[Input records]
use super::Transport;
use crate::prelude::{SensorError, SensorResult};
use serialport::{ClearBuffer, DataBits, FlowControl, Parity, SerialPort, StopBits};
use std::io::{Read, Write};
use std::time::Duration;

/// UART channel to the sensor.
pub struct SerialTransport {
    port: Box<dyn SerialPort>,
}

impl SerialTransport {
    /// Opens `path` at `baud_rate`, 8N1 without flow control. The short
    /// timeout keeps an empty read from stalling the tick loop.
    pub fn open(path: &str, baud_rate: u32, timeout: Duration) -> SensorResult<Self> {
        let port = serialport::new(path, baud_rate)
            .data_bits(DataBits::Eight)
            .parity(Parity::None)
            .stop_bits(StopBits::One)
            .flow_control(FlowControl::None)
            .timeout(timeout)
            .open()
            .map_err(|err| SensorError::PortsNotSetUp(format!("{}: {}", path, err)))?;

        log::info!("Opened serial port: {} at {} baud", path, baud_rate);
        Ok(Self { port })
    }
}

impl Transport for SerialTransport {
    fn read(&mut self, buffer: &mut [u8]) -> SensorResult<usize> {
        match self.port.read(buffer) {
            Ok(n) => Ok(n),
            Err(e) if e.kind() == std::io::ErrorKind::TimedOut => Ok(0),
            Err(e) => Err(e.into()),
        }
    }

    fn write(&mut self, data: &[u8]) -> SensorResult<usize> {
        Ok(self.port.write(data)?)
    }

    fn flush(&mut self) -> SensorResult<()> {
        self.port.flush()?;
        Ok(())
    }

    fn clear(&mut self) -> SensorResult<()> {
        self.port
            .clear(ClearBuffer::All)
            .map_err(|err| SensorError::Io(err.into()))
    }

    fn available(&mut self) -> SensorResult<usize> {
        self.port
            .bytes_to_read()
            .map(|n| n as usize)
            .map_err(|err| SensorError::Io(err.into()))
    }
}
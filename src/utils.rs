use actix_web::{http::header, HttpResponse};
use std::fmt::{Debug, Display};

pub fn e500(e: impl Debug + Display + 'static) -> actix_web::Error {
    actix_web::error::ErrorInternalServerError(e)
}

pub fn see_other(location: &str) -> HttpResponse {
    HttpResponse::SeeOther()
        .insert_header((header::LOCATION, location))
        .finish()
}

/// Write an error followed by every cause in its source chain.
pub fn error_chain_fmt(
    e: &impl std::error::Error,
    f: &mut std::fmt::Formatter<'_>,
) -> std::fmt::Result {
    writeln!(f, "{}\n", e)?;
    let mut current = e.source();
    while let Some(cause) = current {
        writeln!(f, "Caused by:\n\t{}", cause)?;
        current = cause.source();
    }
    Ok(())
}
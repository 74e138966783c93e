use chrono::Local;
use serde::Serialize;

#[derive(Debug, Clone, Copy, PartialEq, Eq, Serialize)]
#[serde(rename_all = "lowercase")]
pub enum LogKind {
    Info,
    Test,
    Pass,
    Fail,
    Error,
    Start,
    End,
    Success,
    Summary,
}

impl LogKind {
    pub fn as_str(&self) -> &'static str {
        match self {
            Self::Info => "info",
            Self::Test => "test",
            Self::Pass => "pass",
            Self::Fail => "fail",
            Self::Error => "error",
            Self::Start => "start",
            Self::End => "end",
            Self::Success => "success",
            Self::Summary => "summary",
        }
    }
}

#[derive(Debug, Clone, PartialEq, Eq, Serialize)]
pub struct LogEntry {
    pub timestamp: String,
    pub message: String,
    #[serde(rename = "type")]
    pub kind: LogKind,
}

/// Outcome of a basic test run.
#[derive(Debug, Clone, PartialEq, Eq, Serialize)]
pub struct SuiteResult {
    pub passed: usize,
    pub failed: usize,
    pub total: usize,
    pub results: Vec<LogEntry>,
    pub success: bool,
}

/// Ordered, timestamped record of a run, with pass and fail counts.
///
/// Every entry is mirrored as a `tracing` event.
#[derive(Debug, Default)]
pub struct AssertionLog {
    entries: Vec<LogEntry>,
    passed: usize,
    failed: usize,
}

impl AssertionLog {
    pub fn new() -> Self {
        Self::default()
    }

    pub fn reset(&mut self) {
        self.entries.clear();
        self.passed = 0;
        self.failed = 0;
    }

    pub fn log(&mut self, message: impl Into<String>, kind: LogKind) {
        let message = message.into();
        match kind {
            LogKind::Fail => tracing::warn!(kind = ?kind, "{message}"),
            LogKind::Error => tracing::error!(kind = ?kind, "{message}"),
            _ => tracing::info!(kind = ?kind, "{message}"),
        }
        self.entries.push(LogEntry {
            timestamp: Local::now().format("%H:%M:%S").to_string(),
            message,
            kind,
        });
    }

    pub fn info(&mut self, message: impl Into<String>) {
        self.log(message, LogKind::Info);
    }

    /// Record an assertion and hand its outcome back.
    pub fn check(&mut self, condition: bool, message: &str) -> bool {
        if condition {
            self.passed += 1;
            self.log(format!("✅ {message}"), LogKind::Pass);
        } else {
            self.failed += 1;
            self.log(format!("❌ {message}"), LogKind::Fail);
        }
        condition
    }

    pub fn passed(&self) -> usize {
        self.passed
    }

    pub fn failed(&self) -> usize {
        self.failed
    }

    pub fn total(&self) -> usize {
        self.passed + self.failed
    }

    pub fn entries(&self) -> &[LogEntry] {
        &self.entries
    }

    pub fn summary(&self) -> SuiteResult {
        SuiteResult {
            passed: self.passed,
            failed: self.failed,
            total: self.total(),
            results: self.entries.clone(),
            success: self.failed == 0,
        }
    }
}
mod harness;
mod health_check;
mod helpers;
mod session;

--

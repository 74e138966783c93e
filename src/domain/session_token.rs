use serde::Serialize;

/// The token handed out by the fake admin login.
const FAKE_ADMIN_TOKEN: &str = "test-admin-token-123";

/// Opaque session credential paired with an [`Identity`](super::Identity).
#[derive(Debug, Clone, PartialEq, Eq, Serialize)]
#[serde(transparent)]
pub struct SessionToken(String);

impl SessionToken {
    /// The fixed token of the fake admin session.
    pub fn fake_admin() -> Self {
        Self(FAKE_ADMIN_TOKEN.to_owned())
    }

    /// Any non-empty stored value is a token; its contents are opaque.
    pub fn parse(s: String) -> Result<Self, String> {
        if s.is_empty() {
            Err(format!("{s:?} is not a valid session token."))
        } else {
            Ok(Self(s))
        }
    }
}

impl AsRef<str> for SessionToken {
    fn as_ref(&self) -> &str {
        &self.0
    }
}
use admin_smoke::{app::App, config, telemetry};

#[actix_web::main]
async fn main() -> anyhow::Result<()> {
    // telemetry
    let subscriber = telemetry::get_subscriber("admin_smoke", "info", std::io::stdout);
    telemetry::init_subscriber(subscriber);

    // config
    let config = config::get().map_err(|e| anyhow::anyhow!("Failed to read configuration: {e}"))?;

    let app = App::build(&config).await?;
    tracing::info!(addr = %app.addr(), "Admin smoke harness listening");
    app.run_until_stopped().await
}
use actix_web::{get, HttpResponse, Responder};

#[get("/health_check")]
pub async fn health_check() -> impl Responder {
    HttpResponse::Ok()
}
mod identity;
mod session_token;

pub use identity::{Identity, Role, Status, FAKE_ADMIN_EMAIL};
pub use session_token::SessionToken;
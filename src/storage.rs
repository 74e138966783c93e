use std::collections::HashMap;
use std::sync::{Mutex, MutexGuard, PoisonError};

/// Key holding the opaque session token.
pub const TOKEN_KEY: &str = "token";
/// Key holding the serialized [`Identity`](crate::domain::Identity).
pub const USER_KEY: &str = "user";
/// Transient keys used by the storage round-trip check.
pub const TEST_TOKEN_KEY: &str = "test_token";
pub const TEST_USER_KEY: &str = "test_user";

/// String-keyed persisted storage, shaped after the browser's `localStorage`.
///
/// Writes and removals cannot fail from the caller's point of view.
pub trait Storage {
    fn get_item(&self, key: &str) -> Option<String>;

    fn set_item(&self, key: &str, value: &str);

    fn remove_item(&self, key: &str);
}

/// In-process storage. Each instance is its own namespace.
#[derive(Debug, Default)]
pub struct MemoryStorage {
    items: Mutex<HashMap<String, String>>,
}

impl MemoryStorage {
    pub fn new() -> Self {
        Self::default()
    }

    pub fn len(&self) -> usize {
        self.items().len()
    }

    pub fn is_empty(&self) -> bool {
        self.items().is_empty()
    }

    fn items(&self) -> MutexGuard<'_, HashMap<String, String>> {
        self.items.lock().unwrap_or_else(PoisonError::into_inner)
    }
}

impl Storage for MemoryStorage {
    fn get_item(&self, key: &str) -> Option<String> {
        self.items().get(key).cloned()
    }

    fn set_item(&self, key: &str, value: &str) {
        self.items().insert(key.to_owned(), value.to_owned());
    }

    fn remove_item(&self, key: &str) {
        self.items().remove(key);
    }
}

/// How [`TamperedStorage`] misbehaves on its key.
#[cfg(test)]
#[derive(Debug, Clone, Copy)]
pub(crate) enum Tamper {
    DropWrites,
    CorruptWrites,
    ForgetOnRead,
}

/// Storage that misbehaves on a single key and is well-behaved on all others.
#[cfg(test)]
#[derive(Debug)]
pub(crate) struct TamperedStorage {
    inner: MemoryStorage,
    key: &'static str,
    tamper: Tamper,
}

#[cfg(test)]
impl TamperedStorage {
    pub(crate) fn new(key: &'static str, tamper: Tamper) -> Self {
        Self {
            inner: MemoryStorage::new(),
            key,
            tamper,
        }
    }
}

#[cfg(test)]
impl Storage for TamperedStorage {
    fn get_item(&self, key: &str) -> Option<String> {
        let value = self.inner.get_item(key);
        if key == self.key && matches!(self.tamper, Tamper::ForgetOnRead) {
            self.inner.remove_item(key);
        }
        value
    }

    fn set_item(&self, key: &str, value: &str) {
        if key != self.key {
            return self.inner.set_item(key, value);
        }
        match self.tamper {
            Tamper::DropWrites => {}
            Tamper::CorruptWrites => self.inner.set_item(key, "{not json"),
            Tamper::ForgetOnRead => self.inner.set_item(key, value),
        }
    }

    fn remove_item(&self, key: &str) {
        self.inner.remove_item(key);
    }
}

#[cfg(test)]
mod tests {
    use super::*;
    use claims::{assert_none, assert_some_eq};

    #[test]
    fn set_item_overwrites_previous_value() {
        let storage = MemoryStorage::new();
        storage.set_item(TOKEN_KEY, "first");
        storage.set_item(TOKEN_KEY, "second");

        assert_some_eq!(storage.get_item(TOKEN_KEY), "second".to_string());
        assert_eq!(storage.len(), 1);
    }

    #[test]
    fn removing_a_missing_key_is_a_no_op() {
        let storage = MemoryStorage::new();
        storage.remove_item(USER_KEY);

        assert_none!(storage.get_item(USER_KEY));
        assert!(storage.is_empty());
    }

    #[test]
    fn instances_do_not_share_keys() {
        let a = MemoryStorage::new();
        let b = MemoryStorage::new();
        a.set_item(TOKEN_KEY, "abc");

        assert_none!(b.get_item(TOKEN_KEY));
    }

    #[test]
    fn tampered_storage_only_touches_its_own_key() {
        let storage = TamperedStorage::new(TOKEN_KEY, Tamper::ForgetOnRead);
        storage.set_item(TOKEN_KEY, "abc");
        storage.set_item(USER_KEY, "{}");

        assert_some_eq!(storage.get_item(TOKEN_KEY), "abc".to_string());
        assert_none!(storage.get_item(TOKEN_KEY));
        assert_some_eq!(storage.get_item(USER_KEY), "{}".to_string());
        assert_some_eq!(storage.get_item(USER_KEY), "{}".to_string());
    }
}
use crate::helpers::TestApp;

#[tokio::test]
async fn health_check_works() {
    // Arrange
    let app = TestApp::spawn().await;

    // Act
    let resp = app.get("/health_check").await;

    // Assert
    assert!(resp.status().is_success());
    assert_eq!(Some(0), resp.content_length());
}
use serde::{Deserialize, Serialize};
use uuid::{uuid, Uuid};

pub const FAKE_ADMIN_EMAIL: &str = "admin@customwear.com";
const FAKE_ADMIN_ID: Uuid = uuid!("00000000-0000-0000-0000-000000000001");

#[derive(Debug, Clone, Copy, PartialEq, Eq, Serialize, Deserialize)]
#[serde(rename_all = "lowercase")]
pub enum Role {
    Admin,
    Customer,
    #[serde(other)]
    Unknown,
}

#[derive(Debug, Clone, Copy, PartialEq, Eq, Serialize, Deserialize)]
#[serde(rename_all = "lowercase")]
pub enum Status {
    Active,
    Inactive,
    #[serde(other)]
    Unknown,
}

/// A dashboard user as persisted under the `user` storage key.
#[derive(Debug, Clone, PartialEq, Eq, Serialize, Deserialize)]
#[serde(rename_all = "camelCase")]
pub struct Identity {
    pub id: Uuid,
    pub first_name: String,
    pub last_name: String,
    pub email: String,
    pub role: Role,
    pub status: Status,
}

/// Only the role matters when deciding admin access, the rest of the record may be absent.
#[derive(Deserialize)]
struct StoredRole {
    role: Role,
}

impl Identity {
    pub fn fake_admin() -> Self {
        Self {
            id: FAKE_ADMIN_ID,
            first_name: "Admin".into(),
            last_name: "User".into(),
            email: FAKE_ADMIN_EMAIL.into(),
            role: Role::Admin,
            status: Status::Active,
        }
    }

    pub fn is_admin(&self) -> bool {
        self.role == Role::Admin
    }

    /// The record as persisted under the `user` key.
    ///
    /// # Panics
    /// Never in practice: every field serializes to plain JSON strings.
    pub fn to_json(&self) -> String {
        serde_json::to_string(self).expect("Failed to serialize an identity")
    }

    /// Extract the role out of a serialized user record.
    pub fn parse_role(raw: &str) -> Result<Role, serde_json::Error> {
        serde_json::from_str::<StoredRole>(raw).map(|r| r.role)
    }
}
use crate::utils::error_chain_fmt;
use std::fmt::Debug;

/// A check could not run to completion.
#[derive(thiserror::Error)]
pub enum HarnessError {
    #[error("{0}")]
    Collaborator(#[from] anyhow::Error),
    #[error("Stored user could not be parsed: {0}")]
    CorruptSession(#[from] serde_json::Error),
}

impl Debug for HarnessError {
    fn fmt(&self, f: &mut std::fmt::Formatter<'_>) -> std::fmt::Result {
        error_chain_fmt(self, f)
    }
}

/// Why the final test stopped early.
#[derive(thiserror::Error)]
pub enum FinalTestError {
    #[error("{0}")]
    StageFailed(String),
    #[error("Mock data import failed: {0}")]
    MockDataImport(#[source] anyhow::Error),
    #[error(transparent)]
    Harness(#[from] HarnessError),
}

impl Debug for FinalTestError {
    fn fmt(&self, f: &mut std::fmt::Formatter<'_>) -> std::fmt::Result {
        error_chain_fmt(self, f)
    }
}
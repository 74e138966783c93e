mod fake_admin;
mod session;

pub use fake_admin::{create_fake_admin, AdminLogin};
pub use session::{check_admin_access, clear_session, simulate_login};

...

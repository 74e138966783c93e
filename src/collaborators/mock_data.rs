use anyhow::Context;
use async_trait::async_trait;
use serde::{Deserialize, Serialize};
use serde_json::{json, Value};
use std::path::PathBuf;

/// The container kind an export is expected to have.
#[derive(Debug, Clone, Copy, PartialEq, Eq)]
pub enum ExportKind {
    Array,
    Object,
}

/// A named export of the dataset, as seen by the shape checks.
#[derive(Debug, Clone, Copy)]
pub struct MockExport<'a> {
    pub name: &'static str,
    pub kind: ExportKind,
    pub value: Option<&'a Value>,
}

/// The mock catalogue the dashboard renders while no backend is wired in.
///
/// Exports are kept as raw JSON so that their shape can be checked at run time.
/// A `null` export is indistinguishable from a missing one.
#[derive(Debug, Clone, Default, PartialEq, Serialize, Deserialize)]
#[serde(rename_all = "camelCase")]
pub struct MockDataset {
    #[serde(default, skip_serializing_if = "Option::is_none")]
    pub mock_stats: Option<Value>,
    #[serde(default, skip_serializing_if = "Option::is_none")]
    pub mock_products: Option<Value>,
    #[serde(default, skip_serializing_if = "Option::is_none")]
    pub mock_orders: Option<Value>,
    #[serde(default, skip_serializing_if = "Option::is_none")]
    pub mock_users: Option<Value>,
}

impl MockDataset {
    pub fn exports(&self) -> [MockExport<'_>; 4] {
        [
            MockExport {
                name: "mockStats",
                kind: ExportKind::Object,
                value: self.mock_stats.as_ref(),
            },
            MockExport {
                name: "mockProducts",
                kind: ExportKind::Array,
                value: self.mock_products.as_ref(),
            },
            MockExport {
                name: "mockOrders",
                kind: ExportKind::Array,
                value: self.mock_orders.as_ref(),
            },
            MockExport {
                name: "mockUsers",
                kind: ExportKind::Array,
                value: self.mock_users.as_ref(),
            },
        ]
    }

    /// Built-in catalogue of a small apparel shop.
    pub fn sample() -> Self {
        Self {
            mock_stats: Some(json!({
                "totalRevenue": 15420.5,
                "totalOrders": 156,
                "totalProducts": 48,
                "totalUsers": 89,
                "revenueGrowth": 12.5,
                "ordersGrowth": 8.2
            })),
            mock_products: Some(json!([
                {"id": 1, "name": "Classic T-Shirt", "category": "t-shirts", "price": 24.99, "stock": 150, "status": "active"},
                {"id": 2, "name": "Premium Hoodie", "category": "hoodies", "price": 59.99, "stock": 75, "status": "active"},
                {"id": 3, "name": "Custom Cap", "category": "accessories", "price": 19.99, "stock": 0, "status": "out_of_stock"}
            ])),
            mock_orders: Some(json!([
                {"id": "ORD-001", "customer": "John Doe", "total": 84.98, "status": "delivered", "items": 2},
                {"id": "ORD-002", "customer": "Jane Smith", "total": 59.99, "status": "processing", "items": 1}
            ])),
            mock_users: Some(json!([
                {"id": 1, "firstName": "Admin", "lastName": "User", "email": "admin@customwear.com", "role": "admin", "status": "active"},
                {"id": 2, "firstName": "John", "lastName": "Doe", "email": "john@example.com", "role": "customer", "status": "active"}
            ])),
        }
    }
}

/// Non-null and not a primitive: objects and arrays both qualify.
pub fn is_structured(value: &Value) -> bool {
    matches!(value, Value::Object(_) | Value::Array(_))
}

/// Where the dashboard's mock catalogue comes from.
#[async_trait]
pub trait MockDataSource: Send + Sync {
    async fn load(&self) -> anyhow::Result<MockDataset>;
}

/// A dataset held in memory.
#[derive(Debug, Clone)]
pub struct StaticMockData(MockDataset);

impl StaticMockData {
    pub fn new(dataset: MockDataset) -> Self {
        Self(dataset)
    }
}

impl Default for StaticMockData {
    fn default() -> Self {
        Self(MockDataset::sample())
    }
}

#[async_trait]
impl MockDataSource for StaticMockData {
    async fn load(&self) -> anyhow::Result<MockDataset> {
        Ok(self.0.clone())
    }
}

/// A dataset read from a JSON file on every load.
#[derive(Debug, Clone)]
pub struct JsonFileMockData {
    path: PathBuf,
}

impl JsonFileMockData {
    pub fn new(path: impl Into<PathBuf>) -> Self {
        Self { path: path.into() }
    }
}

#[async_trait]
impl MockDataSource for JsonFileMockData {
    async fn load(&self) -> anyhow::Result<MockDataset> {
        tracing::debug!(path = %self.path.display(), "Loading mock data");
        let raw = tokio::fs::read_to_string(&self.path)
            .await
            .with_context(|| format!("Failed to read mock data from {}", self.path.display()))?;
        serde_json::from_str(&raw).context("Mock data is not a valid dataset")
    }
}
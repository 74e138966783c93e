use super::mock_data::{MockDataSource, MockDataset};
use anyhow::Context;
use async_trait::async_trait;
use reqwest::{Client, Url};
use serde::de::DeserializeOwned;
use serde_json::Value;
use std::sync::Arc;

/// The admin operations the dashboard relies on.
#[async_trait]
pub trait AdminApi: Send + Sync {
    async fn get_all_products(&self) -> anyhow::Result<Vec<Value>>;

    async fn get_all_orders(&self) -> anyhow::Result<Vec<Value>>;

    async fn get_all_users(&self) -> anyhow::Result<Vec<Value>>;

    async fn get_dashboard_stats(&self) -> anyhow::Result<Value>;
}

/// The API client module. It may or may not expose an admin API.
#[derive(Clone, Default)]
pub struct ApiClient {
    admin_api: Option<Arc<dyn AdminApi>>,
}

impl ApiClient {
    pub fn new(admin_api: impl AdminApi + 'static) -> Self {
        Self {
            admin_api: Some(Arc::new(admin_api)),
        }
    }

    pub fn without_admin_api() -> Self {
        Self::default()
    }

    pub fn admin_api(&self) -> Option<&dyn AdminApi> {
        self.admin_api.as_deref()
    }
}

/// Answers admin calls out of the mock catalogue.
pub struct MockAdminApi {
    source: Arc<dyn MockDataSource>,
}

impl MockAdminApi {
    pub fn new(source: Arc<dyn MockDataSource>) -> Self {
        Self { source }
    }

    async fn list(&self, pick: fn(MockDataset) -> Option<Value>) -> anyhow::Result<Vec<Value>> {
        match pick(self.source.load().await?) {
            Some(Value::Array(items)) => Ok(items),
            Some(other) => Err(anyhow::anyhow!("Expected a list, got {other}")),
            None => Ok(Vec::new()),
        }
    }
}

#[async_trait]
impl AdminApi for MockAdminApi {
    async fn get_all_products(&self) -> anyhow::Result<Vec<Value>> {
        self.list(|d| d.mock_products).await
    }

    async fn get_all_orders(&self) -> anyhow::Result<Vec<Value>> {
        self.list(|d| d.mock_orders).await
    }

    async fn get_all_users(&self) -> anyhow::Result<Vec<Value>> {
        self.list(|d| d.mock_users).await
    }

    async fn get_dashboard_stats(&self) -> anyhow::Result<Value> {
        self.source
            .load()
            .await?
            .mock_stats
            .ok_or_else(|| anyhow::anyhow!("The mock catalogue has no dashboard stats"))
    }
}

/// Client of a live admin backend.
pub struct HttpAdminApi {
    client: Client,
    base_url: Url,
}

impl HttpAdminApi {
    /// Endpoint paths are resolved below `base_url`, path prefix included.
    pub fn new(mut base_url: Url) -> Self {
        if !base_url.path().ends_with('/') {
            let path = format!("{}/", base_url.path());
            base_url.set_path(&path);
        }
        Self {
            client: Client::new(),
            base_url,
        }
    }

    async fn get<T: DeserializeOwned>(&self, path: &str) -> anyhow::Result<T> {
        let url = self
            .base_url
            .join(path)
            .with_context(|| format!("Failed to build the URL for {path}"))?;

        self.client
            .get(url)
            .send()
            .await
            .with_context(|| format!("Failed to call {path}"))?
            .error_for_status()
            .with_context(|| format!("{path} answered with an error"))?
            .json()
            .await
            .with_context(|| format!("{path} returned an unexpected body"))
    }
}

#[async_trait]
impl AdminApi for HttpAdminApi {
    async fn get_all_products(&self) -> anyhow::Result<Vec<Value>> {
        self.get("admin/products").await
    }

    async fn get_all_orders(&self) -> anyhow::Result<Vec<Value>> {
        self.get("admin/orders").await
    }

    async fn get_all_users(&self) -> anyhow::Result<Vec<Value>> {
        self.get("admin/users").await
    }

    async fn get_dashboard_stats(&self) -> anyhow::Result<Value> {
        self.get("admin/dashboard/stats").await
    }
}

[Work required] An exact, complete copy of the lines above from the one with "use super::Transport;" through the one with "n as usize)" is the whole answer.

[Task response]
use super::Transport;
use crate::prelude::{SensorError, SensorResult};
use serialport::{ClearBuffer, DataBits, FlowControl, Parity, SerialPort, StopBits};
use std::io::{Read, Write};
use std::time::Duration;

/// UART channel to the sensor.
pub struct SerialTransport {
    port: Box<dyn SerialPort>,
}

impl SerialTransport {
    /// Opens `path` at `baud_rate`, 8N1 without flow control. The short
    /// timeout keeps an empty read from stalling the tick loop.
    pub fn open(path: &str, baud_rate: u32, timeout: Duration) -> SensorResult<Self> {
        let port = serialport::new(path, baud_rate)
            .data_bits(DataBits::Eight)
            .parity(Parity::None)
            .stop_bits(StopBits::One)
            .flow_control(FlowControl::None)
            .timeout(timeout)
            .open()
            .map_err(|err| SensorError::PortsNotSetUp(format!("{}: {}", path, err)))?;

        log::info!("Opened serial port: {} at {} baud", path, baud_rate);
        Ok(Self { port })
    }
}

impl Transport for SerialTransport {
    fn read(&mut self, buffer: &mut [u8]) -> SensorResult<usize> {
        match self.port.read(buffer) {
            Ok(n) => Ok(n),
            Err(e) if e.kind() == std::io::ErrorKind::TimedOut => Ok(0),
            Err(e) => Err(e.into()),
        }
    }

    fn write(&mut self, data: &[u8]) -> SensorResult<usize> {
        Ok(self.port.write(data)?)
    }

    fn flush(&mut self) -> SensorResult<()> {
        self.port.flush()?;
        Ok(())
    }

    fn clear(&mut self) -> SensorResult<()> {
        self.port
            .clear(ClearBuffer::All)
            .map_err(|err| SensorError::Io(err.into()))
    }

    fn available(&mut self) -> SensorResult<usize> {
        self.port
            .bytes_to_read()
            .map(|n| n as usize)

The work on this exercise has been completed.